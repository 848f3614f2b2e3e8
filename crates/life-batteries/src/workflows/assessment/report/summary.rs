use super::super::domain::ScoreLevel;
use super::super::scoring::{AssessmentResults, BatteryScore};
use super::views::{BatteryScoreView, ReportSection, ResultsSummary};

const HIGHLIGHT_COUNT: usize = 3;

impl AssessmentResults {
    pub fn summary(&self) -> ResultsSummary {
        let priorities = lowest(self.scores.iter(), HIGHLIGHT_COUNT);
        let immediate_priorities = lowest(
            self.scores
                .iter()
                .filter(|score| score.level != ScoreLevel::Optimal),
            HIGHLIGHT_COUNT,
        );

        let mut by_score_desc: Vec<&BatteryScore> = self.scores.iter().collect();
        by_score_desc.sort_by(|a, b| b.score.cmp(&a.score));
        let strengths = by_score_desc
            .into_iter()
            .take(HIGHLIGHT_COUNT)
            .map(BatteryScoreView::from)
            .collect();

        ResultsSummary {
            priorities,
            strengths,
            immediate_priorities,
            critical_count: self.batteries_at(ScoreLevel::Critical).len(),
            unstable_count: self.batteries_at(ScoreLevel::Unstable).len(),
            optimal_count: self.batteries_at(ScoreLevel::Optimal).len(),
        }
    }

    /// Document order: the three lowest batteries first, the rest in canonical order.
    pub fn report_sections(&self) -> Vec<ReportSection> {
        let mut by_score: Vec<&BatteryScore> = self.scores.iter().collect();
        by_score.sort_by_key(|score| score.score);
        let highlighted: Vec<&BatteryScore> =
            by_score.into_iter().take(HIGHLIGHT_COUNT).collect();

        let remainder = self
            .scores
            .iter()
            .filter(|score| !highlighted.iter().any(|h| h.battery == score.battery));

        highlighted
            .iter()
            .copied()
            .map(|score| (true, score))
            .chain(remainder.map(|score| (false, score)))
            .enumerate()
            .map(|(index, (highlighted, score))| ReportSection {
                position: index + 1,
                highlighted,
                score: BatteryScoreView::from(score),
            })
            .collect()
    }
}

// Stable sort keeps canonical order among equal scores.
fn lowest<'a>(
    scores: impl Iterator<Item = &'a BatteryScore>,
    count: usize,
) -> Vec<BatteryScoreView> {
    let mut sorted: Vec<&BatteryScore> = scores.collect();
    sorted.sort_by_key(|score| score.score);
    sorted
        .into_iter()
        .take(count)
        .map(BatteryScoreView::from)
        .collect()
}
use crate::workflows::assessment::OrderingMode;
use std::env;
use std::fmt;
use std::net::{IpAddr, SocketAddr};
use std::time::Duration;

/// Distinguishes runtime behavior for different stages of the service.
#[derive(Debug, Clone, Copy, PartialEq, Eq)]
pub enum AppEnvironment {
    Development,
    Test,
    Production,
}

impl AppEnvironment {
    fn from_str(value: &str) -> Self {
        match value.trim().to_ascii_lowercase().as_str() {
            "prod" | "production" => Self::Production,
            "test" | "ci" => Self::Test,
            _ => Self::Development,
        }
    }
}

/// Top-level configuration for the application.
#[derive(Debug, Clone)]
pub struct AppConfig {
    pub environment: AppEnvironment,
    pub server: ServerConfig,
    pub telemetry: TelemetryConfig,
    pub assessment: AssessmentConfig,
}

impl AppConfig {
    pub fn load() -> Result<Self, ConfigError> {
        dotenvy::dotenv().ok();

        let environment = AppEnvironment::from_str(
            &env::var("APP_ENV").unwrap_or_else(|_| "development".to_string()),
        );

        let host = env::var("APP_HOST").unwrap_or_else(|_| "127.0.0.1".to_string());
        let port = env::var("APP_PORT")
            .unwrap_or_else(|_| "3000".to_string())
            .parse::<u16>()
            .map_err(|_| ConfigError::InvalidPort)?;

        let log_level = env::var("APP_LOG_LEVEL").unwrap_or_else(|_| "info".to_string());

        let ordering = match env::var("ASSESSMENT_ORDERING") {
            Ok(value) => value
                .parse::<OrderingMode>()
                .map_err(|_| ConfigError::InvalidOrdering { value })?,
            Err(_) => OrderingMode::default(),
        };

        let webhook_url = env::var("ASSESSMENT_WEBHOOK_URL")
            .ok()
            .map(|url| url.trim().to_string())
            .filter(|url| !url.is_empty());

        let webhook_timeout_secs = env::var("ASSESSMENT_WEBHOOK_TIMEOUT_SECS")
            .unwrap_or_else(|_| "10".to_string())
            .parse::<u64>()
            .map_err(|_| ConfigError::InvalidWebhookTimeout)?;

        Ok(Self {
            environment,
            server: ServerConfig { host, port },
            telemetry: TelemetryConfig { log_level },
            assessment: AssessmentConfig {
                ordering,
                webhook_url,
                webhook_timeout: Duration::from_secs(webhook_timeout_secs),
            },
        })
    }
}

/// Settings controlling the HTTP server binding.
#[derive(Debug, Clone)]
pub struct ServerConfig {
    pub host: String,
    pub port: u16,
}

impl ServerConfig {
    pub fn socket_addr(&self) -> Result<SocketAddr, ConfigError> {
        if self.host.eq_ignore_ascii_case("localhost") {
            return Ok(SocketAddr::new(IpAddr::from([127, 0, 0, 1]), self.port));
        }

        let ip: IpAddr = self
            .host
            .parse()
            .map_err(|source| ConfigError::InvalidHost { source })?;

        Ok(SocketAddr::new(ip, self.port))
    }
}

/// Tracing controls.
#[derive(Debug, Clone)]
pub struct TelemetryConfig {
    pub log_level: String,
}

/// Questionnaire ordering and the optional results webhook.
#[derive(Debug, Clone)]
pub struct AssessmentConfig {
    pub ordering: OrderingMode,
    pub webhook_url: Option<String>,
    pub webhook_timeout: Duration,
}

#[derive(Debug)]
pub enum ConfigError {
    InvalidPort,
    InvalidHost { source: std::net::AddrParseError },
    InvalidOrdering { value: String },
    InvalidWebhookTimeout,
}

impl fmt::Display for ConfigError {
    fn fmt(&self, f: &mut fmt::Formatter<'_>) -> fmt::Result {
        match self {
            ConfigError::InvalidPort => write!(f, "APP_PORT must be a valid u16"),
            ConfigError::InvalidHost { .. } => {
                write!(f, "APP_HOST must parse to an IPv4 or IPv6 address")
            }
            ConfigError::InvalidOrdering { value } => write!(
                f,
                "ASSESSMENT_ORDERING '{}' must be canonical, battery_blocks or shuffled",
                value
            ),
            ConfigError::InvalidWebhookTimeout => {
                write!(f, "ASSESSMENT_WEBHOOK_TIMEOUT_SECS must be a whole number of seconds")
            }
        }
    }
}

impl std::error::Error for ConfigError {
    fn source(&self) -> Option<&(dyn std::error::Error + 'static)> {
        match self {
            ConfigError::InvalidHost { source } => Some(source),
            ConfigError::InvalidPort
            | ConfigError::InvalidOrdering { .. }
            | ConfigError::InvalidWebhookTimeout => None,
        }
    }
}

#[cfg(test)]
mod tests {
    use super::*;
    use std::env;
    use std::sync::{Mutex, OnceLock};

    fn env_guard() -> &'static Mutex<()> {
        static GUARD: OnceLock<Mutex<()>> = OnceLock::new();
        GUARD.get_or_init(|| Mutex::new(()))
    }

    fn reset_env() {
        env::remove_var("APP_ENV");
        env::remove_var("APP_HOST");
        env::remove_var("APP_PORT");
        env::remove_var("APP_LOG_LEVEL");
        env::remove_var("ASSESSMENT_ORDERING");
        env::remove_var("ASSESSMENT_WEBHOOK_URL");
        env::remove_var("ASSESSMENT_WEBHOOK_TIMEOUT_SECS");
    }

    #[test]
    fn load_uses_defaults_when_env_missing() {
        let _lock = env_guard().lock().expect("env mutex poisoned");
        reset_env();
        let config = AppConfig::load().expect("config loads with defaults");
        assert_eq!(config.environment, AppEnvironment::Development);
        assert_eq!(config.server.host, "127.0.0.1");
        assert_eq!(config.server.port, 3000);
        assert_eq!(config.telemetry.log_level, "info");
        assert_eq!(config.assessment.ordering, OrderingMode::BatteryBlocks);
        assert!(config.assessment.webhook_url.is_none());
        assert_eq!(config.assessment.webhook_timeout, Duration::from_secs(10));
    }

    #[test]
    fn accepts_localhost_host() {
        let _lock = env_guard().lock().expect("env mutex poisoned");
        reset_env();
        env::set_var("APP_HOST", "localhost");
        let config = AppConfig::load().expect("config loads");
        let addr = config.server.socket_addr().expect("localhost resolves");
        assert_eq!(addr, SocketAddr::new(IpAddr::from([127, 0, 0, 1]), 3000));
    }

    #[test]
    fn blank_webhook_url_is_treated_as_unset() {
        let _lock = env_guard().lock().expect("env mutex poisoned");
        reset_env();
        env::set_var("ASSESSMENT_WEBHOOK_URL", "   ");
        env::set_var("ASSESSMENT_ORDERING", "shuffled");
        let config = AppConfig::load().expect("config loads");
        assert!(config.assessment.webhook_url.is_none());
        assert_eq!(config.assessment.ordering, OrderingMode::Shuffled);
        reset_env();
    }

    #[test]
    fn rejects_unknown_ordering() {
        let _lock = env_guard().lock().expect("env mutex poisoned");
        reset_env();
        env::set_var("ASSESSMENT_ORDERING", "alphabetical");
        match AppConfig::load() {
            Err(ConfigError::InvalidOrdering { value }) => assert_eq!(value, "alphabetical"),
            other => panic!("expected invalid ordering, got {other:?}"),
        }
        reset_env();
    }
}
// src/simulation/results.rs
use crate::core::{BasisLabel, QuantumState};
use crate::operations::Gate;
use std::fmt;

/// Read-only copy of one register, ready for rendering.
#[derive(Debug, Clone, PartialEq)]
pub struct RegisterView {
    /// Amplitudes in basis order
    pub state: QuantumState,
    /// Exact basis label or the superposition marker
    pub label: BasisLabel,
}

/// What the gate-simulator display draws after each event.
#[derive(Debug, Clone, PartialEq)]
pub struct SimulatorSnapshot {
    /// The single-qubit control register
    pub control: RegisterView,
    /// The two-qubit target register
    pub target: RegisterView,
    /// The most recent gate, `None` right after construction or reset
    pub last_gate: Option<Gate>,
}

impl fmt::Display for SimulatorSnapshot {
    fn fmt(&self, f: &mut fmt::Formatter<'_>) -> fmt::Result {
        writeln!(f, "Gate Simulator:")?;
        match self.last_gate {
            Some(gate) => writeln!(f, "  Last Gate: {}", gate)?,
            None => writeln!(f, "  Last Gate: -")?,
        }
        writeln!(f, "  Qubit 1: {} {}", self.control.label, self.control.state)?;
        writeln!(f, "  Qubit 2: {} {}", self.target.label, self.target.state)?;
        Ok(())
    }
}
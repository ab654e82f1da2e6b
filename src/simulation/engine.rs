// src/simulation/engine.rs
use num_complex::Complex;
use num_traits::Zero;
use tracing::{debug, trace, warn};

use crate::config::EngineConfig;
use crate::core::{BasisLabel, QcError, QuantumState, MAX_QUBITS};
use crate::operations::GateMatrix;
use crate::validation::check_normalization;

/// Owns one quantum register and evolves it by dense matrix-vector products.
///
/// Each register a display needs gets its own engine; engines share nothing.
/// The gate arithmetic itself lives in the pure [`QuantumStateEngine::apply_gate`],
/// and the engine only decides to store its result.
#[derive(Debug, Clone)]
pub struct QuantumStateEngine {
    state: QuantumState,
    num_qubits: usize,
    config: EngineConfig,
}

impl QuantumStateEngine {
    /// Creates a register of `num_qubits` qubits in the all-zero basis state.
    ///
    /// # Errors
    /// `QcError::UnsupportedQubitCount` unless `num_qubits` is 1 or 2.
    pub fn initialize(num_qubits: usize) -> Result<Self, QcError> {
        Self::with_config(num_qubits, EngineConfig::default())
    }

    /// As [`initialize`](Self::initialize), with explicit settings.
    pub fn with_config(num_qubits: usize, config: EngineConfig) -> Result<Self, QcError> {
        config.validate()?;
        let state = zero_state(num_qubits)?;
        debug!(num_qubits, "initialized register");
        Ok(Self { state, num_qubits, config })
    }

    /// Returns `matrix · state`.
    ///
    /// Pure: neither argument is modified, and the caller decides whether to keep
    /// the result.
    ///
    /// # Errors
    /// `QcError::DimensionMismatch` when the matrix and state dimensions differ.
    /// No partial product is computed in that case.
    pub fn apply_gate(state: &QuantumState, matrix: &GateMatrix) -> Result<QuantumState, QcError> {
        let dim = state.dim();
        if matrix.dim() != dim {
            return Err(QcError::DimensionMismatch {
                matrix_dim: matrix.dim(),
                state_dim: dim,
            });
        }

        let psi = state.amplitudes();
        let mut out = vec![Complex::zero(); dim];
        for (row, amp) in out.iter_mut().enumerate() {
            *amp = matrix
                .row(row)
                .iter()
                .zip(psi.iter())
                .map(|(m, c)| m * c)
                .sum();
        }
        Ok(QuantumState::from_vec_unchecked(out))
    }

    /// Applies `matrix` to the owned state and stores the result.
    ///
    /// On error the stored state is left untouched.
    pub fn apply(&mut self, matrix: &GateMatrix) -> Result<&QuantumState, QcError> {
        let next = Self::apply_gate(&self.state, matrix)?;
        trace!(before = %self.state, after = %next, "applied gate matrix");
        self.store(next);
        Ok(&self.state)
    }

    /// Replaces the owned state with `state`, which must have the register's dimension.
    pub fn replace_state(&mut self, state: QuantumState) -> Result<(), QcError> {
        if state.dim() != self.state.dim() {
            return Err(QcError::DimensionMismatch {
                matrix_dim: state.dim(),
                state_dim: self.state.dim(),
            });
        }
        self.store(state);
        Ok(())
    }

    /// Re-initializes the register, possibly with a different width.
    pub fn reset(&mut self, num_qubits: usize) -> Result<(), QcError> {
        self.state = zero_state(num_qubits)?;
        self.num_qubits = num_qubits;
        debug!(num_qubits, "reset register");
        Ok(())
    }

    /// Labels `state` as a basis ket when it equals one exactly, otherwise as
    /// `Superposition`.
    ///
    /// Basis vectors are tried in index order (`00, 01, 10, 11`) and the first
    /// exact match wins. No tolerance is applied: `H·H|0>` carries rounding
    /// error and is reported as `Superposition`.
    pub fn classify_basis_label(state: &QuantumState) -> BasisLabel {
        match state.basis_index() {
            Some(index) => BasisLabel::Basis {
                index,
                num_qubits: state.num_qubits(),
            },
            None => BasisLabel::Superposition,
        }
    }

    /// The label of the owned state.
    pub fn label(&self) -> BasisLabel {
        Self::classify_basis_label(&self.state)
    }

    /// Read-only view of the owned state.
    pub fn state(&self) -> &QuantumState {
        &self.state
    }

    /// An owned copy of the current state.
    pub fn snapshot(&self) -> QuantumState {
        self.state.clone()
    }

    pub fn num_qubits(&self) -> usize {
        self.num_qubits
    }

    pub fn config(&self) -> &EngineConfig {
        &self.config
    }

    fn store(&mut self, next: QuantumState) {
        if self.config.check_normalization {
            if let Err(e) = check_normalization(&next, Some(self.config.norm_tolerance)) {
                warn!(error = %e, "register left the unit sphere");
            }
        }
        self.state = next;
    }
}

/// `|0...0>` for a supported register width.
fn zero_state(num_qubits: usize) -> Result<QuantumState, QcError> {
    if num_qubits == 0 || num_qubits > MAX_QUBITS {
        return Err(QcError::UnsupportedQubitCount { num_qubits });
    }
    Ok(QuantumState::basis_unchecked(1 << num_qubits, 0))
}

#[cfg(test)]
mod tests {
    use super::*;
    use crate::validation::{norm, states_approx_equal};
    use std::f64::consts::FRAC_1_SQRT_2;

    const TEST_TOLERANCE: f64 = 1e-9;

    #[test]
    fn initialize_sets_zero_basis() -> Result<(), QcError> {
        let one = QuantumStateEngine::initialize(1)?;
        assert_eq!(one.state(), &QuantumState::basis(2, 0)?);
        let two = QuantumStateEngine::initialize(2)?;
        assert_eq!(two.state(), &QuantumState::basis(4, 0)?);
        assert_eq!(two.num_qubits(), 2);
        Ok(())
    }

    #[test]
    fn initialize_rejects_unsupported_widths() {
        for n in [0, 3, 10] {
            assert_eq!(
                QuantumStateEngine::initialize(n).unwrap_err(),
                QcError::UnsupportedQubitCount { num_qubits: n }
            );
        }
    }

    #[test]
    fn hadamard_on_zero() -> Result<(), QcError> {
        let zero = QuantumState::basis(2, 0)?;
        let plus = QuantumStateEngine::apply_gate(&zero, &GateMatrix::hadamard())?;
        let expected = QuantumState::from_amplitudes(vec![
            Complex::new(FRAC_1_SQRT_2, 0.0),
            Complex::new(FRAC_1_SQRT_2, 0.0),
        ])?;
        assert!(states_approx_equal(&plus, &expected, Some(TEST_TOLERANCE)));
        assert_eq!(zero, QuantumState::basis(2, 0)?, "input must not be modified");
        Ok(())
    }

    #[test]
    fn cnot_matrix_on_two_qubit_basis() -> Result<(), QcError> {
        let cases = [(0, 0), (1, 1), (2, 3), (3, 2)];
        for (input, output) in cases {
            let s = QuantumState::basis(4, input)?;
            let out = QuantumStateEngine::apply_gate(&s, &GateMatrix::cnot())?;
            assert_eq!(out, QuantumState::basis(4, output)?, "CNOT|{:02b}>", input);
        }
        Ok(())
    }

    #[test]
    fn mismatch_leaves_stored_state() -> Result<(), QcError> {
        let mut engine = QuantumStateEngine::initialize(2)?;
        engine.apply(&GateMatrix::cnot())?;
        let before = engine.snapshot();
        let err = engine.apply(&GateMatrix::pauli_x()).unwrap_err();
        assert_eq!(err, QcError::DimensionMismatch { matrix_dim: 2, state_dim: 4 });
        assert_eq!(engine.state(), &before);
        Ok(())
    }

    #[test]
    fn apply_keeps_unit_norm() -> Result<(), QcError> {
        let mut engine = QuantumStateEngine::initialize(1)?;
        for m in [GateMatrix::hadamard(), GateMatrix::pauli_x(), GateMatrix::hadamard()] {
            engine.apply(&m)?;
            assert!((norm(engine.state()) - 1.0).abs() < TEST_TOLERANCE);
        }
        Ok(())
    }

    #[test]
    fn reset_changes_width() -> Result<(), QcError> {
        let mut engine = QuantumStateEngine::initialize(1)?;
        engine.apply(&GateMatrix::pauli_x())?;
        engine.reset(2)?;
        assert_eq!(engine.state(), &QuantumState::basis(4, 0)?);
        assert_eq!(engine.label().to_string(), "|00>");
        assert!(engine.reset(5).is_err());
        Ok(())
    }

    #[test]
    fn replace_state_checks_dimension() -> Result<(), QcError> {
        let mut engine = QuantumStateEngine::initialize(2)?;
        engine.replace_state(QuantumState::basis(4, 3)?)?;
        assert_eq!(engine.label().to_string(), "|11>");
        assert!(engine.replace_state(QuantumState::basis(2, 1)?).is_err());
        assert_eq!(engine.state(), &QuantumState::basis(4, 3)?);
        Ok(())
    }

    #[test]
    fn classify_labels_in_basis_order() -> Result<(), QcError> {
        let mut labels = Vec::new();
        for k in 0..4 {
            labels.push(QuantumStateEngine::classify_basis_label(&QuantumState::basis(4, k)?).to_string());
        }
        assert_eq!(labels, ["|00>", "|01>", "|10>", "|11>"]);
        Ok(())
    }
}
//! Error handling logic

use thiserror::Error;

/// Errors reported by the state engine, the gate simulator and the search model.
///
/// Every failure is returned synchronously to the caller. Nothing in this crate
/// truncates, pads or reinterprets an input to make it fit.
#[derive(Debug, Clone, PartialEq, Error)]
pub enum QcError {
    /// A gate matrix was applied to a state of a different dimension.
    #[error("Dimension Mismatch: {matrix_dim}x{matrix_dim} matrix cannot act on a state of dimension {state_dim}")]
    DimensionMismatch {
        /// Row (and column) count of the offending matrix
        matrix_dim: usize,
        /// Length of the state vector it was applied to
        state_dim: usize,
    },

    /// A register was requested with a qubit count outside the supported set.
    #[error("Unsupported Qubit Count: {num_qubits} (registers hold 1 or 2 qubits)")]
    UnsupportedQubitCount {
        /// The rejected qubit count
        num_qubits: usize,
    },

    /// An amplitude vector whose length is not 2 or 4.
    #[error("Invalid State Length: {len} amplitudes (expected 2 or 4)")]
    InvalidStateLength {
        /// The rejected length
        len: usize,
    },

    /// A basis index that does not exist in a register of the given dimension.
    #[error("Basis Index Out Of Range: |{index}> does not exist in dimension {dim}")]
    BasisIndexOutOfRange {
        /// The requested basis index
        index: usize,
        /// Dimension of the register
        dim: usize,
    },

    /// An amplitude that is NaN or infinite.
    #[error("Non-Finite Amplitude at index {index}")]
    NonFiniteAmplitude {
        /// Position of the first offending amplitude
        index: usize,
    },

    /// Search inputs outside `0 <= target < size`.
    #[error("Invalid Search Parameters: target {target} is not within 0..{size}")]
    InvalidSearchParameters {
        /// Number of items searched (N)
        size: usize,
        /// Index of the marked item (M)
        target: usize,
    },

    /// A graph or search size outside `1..=max`.
    #[error("Size Out Of Range: {size} is not within 1..={max}")]
    SizeOutOfRange {
        /// The rejected size
        size: usize,
        /// Largest accepted size
        max: usize,
    },

    /// A state whose squared norm drifted away from 1.
    #[error("Unnormalized State: Sum(|c_i|^2) = {norm_sq} (Deviation > {tolerance})")]
    Unnormalized {
        /// The measured squared norm
        norm_sq: f64,
        /// The tolerance that was exceeded
        tolerance: f64,
    },

    /// Configuration values out of range.
    #[error("Invalid Config: {message}")]
    InvalidConfig {
        /// InvalidConfig failure message
        message: String,
    },
}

:::::

Task objective = Would you filter the entries above and keep each line that has the word "AssessmentResults"?

Written answer =
use super::super::scoring::{AssessmentResults, BatteryScore};
impl AssessmentResults {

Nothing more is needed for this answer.